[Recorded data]
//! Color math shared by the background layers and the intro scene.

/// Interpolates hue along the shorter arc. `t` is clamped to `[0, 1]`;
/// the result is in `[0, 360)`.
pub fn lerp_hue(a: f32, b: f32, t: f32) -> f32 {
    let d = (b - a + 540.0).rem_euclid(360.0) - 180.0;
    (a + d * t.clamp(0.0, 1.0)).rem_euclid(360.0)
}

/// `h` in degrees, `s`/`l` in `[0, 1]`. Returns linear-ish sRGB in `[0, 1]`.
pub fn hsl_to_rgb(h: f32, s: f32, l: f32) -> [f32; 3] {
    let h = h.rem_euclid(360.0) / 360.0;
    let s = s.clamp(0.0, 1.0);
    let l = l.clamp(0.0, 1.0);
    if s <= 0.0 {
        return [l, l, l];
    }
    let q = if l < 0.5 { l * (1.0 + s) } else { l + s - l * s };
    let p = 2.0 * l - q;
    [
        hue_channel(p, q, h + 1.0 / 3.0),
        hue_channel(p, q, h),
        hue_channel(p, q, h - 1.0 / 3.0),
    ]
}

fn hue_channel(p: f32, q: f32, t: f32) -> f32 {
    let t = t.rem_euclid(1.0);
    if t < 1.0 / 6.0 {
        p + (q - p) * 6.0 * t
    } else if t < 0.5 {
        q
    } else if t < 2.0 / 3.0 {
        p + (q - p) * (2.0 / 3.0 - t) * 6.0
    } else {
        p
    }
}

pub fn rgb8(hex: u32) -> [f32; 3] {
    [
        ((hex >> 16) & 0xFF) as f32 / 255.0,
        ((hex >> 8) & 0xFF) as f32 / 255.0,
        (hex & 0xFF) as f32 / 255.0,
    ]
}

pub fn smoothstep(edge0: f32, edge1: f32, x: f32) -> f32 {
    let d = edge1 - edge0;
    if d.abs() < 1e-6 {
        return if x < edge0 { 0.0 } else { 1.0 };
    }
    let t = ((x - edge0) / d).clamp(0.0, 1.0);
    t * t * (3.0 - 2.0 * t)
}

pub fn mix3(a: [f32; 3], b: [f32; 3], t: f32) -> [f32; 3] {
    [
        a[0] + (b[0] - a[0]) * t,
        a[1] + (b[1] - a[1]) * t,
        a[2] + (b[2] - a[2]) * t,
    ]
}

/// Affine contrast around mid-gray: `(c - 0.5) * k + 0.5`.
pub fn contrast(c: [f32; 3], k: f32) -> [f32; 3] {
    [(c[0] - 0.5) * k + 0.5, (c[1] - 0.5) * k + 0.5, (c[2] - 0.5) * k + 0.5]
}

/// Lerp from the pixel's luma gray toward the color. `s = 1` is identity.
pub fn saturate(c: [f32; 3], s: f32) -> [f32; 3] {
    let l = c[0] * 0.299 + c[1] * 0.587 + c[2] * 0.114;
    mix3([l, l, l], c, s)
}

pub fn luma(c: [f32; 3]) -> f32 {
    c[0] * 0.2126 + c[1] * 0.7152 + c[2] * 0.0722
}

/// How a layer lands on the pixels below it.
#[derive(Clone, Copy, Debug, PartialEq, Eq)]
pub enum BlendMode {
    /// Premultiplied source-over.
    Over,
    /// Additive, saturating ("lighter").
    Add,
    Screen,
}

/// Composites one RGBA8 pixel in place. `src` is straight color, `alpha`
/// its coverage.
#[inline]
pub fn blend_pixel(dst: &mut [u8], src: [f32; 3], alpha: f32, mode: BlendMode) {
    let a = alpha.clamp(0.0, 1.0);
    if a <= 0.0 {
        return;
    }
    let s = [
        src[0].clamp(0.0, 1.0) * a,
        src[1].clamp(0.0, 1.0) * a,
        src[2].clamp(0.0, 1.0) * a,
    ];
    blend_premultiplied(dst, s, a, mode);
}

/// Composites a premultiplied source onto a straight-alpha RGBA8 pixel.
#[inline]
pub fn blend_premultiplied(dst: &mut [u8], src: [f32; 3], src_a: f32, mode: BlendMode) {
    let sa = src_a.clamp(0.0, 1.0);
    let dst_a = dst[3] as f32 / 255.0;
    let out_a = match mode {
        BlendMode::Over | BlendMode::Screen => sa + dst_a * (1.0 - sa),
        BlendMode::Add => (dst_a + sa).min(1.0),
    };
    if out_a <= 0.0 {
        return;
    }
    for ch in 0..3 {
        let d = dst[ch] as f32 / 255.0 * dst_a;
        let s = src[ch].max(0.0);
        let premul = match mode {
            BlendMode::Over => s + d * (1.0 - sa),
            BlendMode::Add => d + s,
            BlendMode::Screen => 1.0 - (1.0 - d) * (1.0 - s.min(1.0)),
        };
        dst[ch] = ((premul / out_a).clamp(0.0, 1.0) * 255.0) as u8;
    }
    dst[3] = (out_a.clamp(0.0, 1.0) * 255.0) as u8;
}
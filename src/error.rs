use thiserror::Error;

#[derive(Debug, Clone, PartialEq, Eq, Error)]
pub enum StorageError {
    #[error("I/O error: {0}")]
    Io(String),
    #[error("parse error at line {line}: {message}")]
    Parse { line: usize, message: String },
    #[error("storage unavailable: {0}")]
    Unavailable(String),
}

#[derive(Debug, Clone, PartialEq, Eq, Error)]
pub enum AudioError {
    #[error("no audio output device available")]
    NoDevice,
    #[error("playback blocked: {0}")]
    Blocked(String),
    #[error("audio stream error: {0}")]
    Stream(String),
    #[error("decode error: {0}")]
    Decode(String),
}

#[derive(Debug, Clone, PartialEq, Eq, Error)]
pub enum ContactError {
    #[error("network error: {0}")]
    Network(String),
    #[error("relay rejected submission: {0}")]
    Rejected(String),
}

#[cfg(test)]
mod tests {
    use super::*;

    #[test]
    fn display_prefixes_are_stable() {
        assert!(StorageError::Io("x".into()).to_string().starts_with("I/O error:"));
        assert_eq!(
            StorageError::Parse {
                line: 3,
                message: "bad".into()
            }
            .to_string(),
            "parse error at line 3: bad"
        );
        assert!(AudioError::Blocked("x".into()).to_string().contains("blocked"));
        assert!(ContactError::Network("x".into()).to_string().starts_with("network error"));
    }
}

Your task ->
Print each entry exactly as it was written.

Result of this task ->
//! Color math shared by the background layers and the intro scene.

/// Interpolates hue along the shorter arc. `t` is clamped to `[0, 1]`;
/// the result is in `[0, 360)`.
pub fn lerp_hue(a: f32, b: f32, t: f32) -> f32 {
    let d = (b - a + 540.0).rem_euclid(360.0) - 180.0;
    (a + d * t.clamp(0.0, 1.0)).rem_euclid(360.0)
}

/// `h` in degrees, `s`/`l` in `[0, 1]`. Returns linear-ish sRGB in `[0, 1]`.
pub fn hsl_to_rgb(h: f32, s: f32, l: f32) -> [f32; 3] {
    let h = h.rem_euclid(360.0) / 360.0;
    let s = s.clamp(0.0, 1.0);
    let l = l.clamp(0.0, 1.0);
    if s <= 0.0 {
        return [l, l, l];
    }
    let q = if l < 0.5 { l * (1.0 + s) } else { l + s - l * s };
    let p = 2.0 * l - q;
    [
        hue_channel(p, q, h + 1.0 / 3.0),
        hue_channel(p, q, h),
        hue_channel(p, q, h - 1.0 / 3.0),
    ]
}

fn hue_channel(p: f32, q: f32, t: f32) -> f32 {
    let t = t.rem_euclid(1.0);
    if t < 1.0 / 6.0 {
        p + (q - p) * 6.0 * t
    } else if t < 0.5 {
        q
    } else if t < 2.0 / 3.0 {
        p + (q - p) * (2.0 / 3.0 - t) * 6.0
    } else {
        p
    }
}

pub fn rgb8(hex: u32) -> [f32; 3] {
    [
        ((hex >> 16) & 0xFF) as f32 / 255.0,
        ((hex >> 8) & 0xFF) as f32 / 255.0,
        (hex & 0xFF) as f32 / 255.0,
    ]
}

pub fn smoothstep(edge0: f32, edge1: f32, x: f32) -> f32 {
    let d = edge1 - edge0;
    if d.abs() < 1e-6 {
        return if x < edge0 { 0.0 } else { 1.0 };
    }
    let t = ((x - edge0) / d).clamp(0.0, 1.0);
    t * t * (3.0 - 2.0 * t)
}

pub fn mix3(a: [f32; 3], b: [f32; 3], t: f32) -> [f32; 3] {
    [
        a[0] + (b[0] - a[0]) * t,
        a[1] + (b[1] - a[1]) * t,
        a[2] + (b[2] - a[2]) * t,
    ]
}

/// Affine contrast around mid-gray: `(c - 0.5) * k + 0.5`.
pub fn contrast(c: [f32; 3], k: f32) -> [f32; 3] {
    [(c[0] - 0.5) * k + 0.5, (c[1] - 0.5) * k + 0.5, (c[2] - 0.5) * k + 0.5]
}

/// Lerp from the pixel's luma gray toward the color. `s = 1` is identity.
pub fn saturate(c: [f32; 3], s: f32) -> [f32; 3] {
    let l = c[0] * 0.299 + c[1] * 0.587 + c[2] * 0.114;
    mix3([l, l, l], c, s)
}

pub fn luma(c: [f32; 3]) -> f32 {
    c[0] * 0.2126 + c[1] * 0.7152 + c[2] * 0.0722
}

/// How a layer lands on the pixels below it.
#[derive(Clone, Copy, Debug, PartialEq, Eq)]
pub enum BlendMode {
    /// Premultiplied source-over.
    Over,
    /// Additive, saturating ("lighter").
    Add,
    Screen,
}

/// Composites one RGBA8 pixel in place. `src` is straight color, `alpha`
/// its coverage.
#[inline]
pub fn blend_pixel(dst: &mut [u8], src: [f32; 3], alpha: f32, mode: BlendMode) {
    let a = alpha.clamp(0.0, 1.0);
    if a <= 0.0 {
        return;
    }
    let s = [
        src[0].clamp(0.0, 1.0) * a,
        src[1].clamp(0.0, 1.0) * a,
        src[2].clamp(0.0, 1.0) * a,
    ];
    blend_premultiplied(dst, s, a, mode);
}

/// Composites a premultiplied source onto a straight-alpha RGBA8 pixel.
#[inline]
pub fn blend_premultiplied(dst: &mut [u8], src: [f32; 3], src_a: f32, mode: BlendMode) {
    let sa = src_a.clamp(0.0, 1.0);
    let dst_a = dst[3] as f32 / 255.0;
    let out_a = match mode {
        BlendMode::Over | BlendMode::Screen => sa + dst_a * (1.0 - sa),
        BlendMode::Add => (dst_a + sa).min(1.0),
    };
    if out_a <= 0.0 {
        return;
    }
    for ch in 0..3 {
        let d = dst[ch] as f32 / 255.0 * dst_a;
        let s = src[ch].max(0.0);
        let premul = match mode {
            BlendMode::Over => s + d * (1.0 - sa),
            BlendMode::Add => d + s,
            BlendMode::Screen => 1.0 - (1.0 - d) * (1.0 - s.min(1.0)),
        };
        dst[ch] = ((premul / out_a).clamp(0.0, 1.0) * 255.0) as u8;
    }
    dst[3] = (out_a.clamp(0.0, 1.0) * 255.0) as u8;
}
filename src/error.rs
use thiserror::Error;

#[derive(Debug, Clone, PartialEq, Eq, Error)]
pub enum StorageError {
    #[error("I/O error: {0}")]
    Io(String),
    #[error("parse error at line {line}: {message}")]
    Parse { line: usize, message: String },
    #[error("storage unavailable: {0}")]
    Unavailable(String),
}

#[derive(Debug, Clone, PartialEq, Eq, Error)]
pub enum AudioError {
    #[error("no audio output device available")]
    NoDevice,
    #[error("playback blocked: {0}")]
    Blocked(String),
    #[error("audio stream error: {0}")]
    Stream(String),
    #[error("decode error: {0}")]
    Decode(String),
}

#[derive(Debug, Clone, PartialEq, Eq, Error)]
pub enum ContactError {
    #[error("network error: {0}")]
    Network(String),
    #[error("relay rejected submission: {0}")]
    Rejected(String),
}

#[cfg(test)]
mod tests {
    use super::*;

    #[test]
    fn display_prefixes_are_stable() {
        assert!(StorageError::Io("x".into()).to_string().starts_with("I/O error:"));
        assert_eq!(
            StorageError::Parse {
                line: 3,
                message: "bad".into()
            }
            .to_string(),
            "parse error at line 3: bad"
        );
        assert!(AudioError::Blocked("x".into()).to_string().contains("blocked"));
        assert!(ContactError::Network("x".into()).to_string().starts_with("network error"));
    }
}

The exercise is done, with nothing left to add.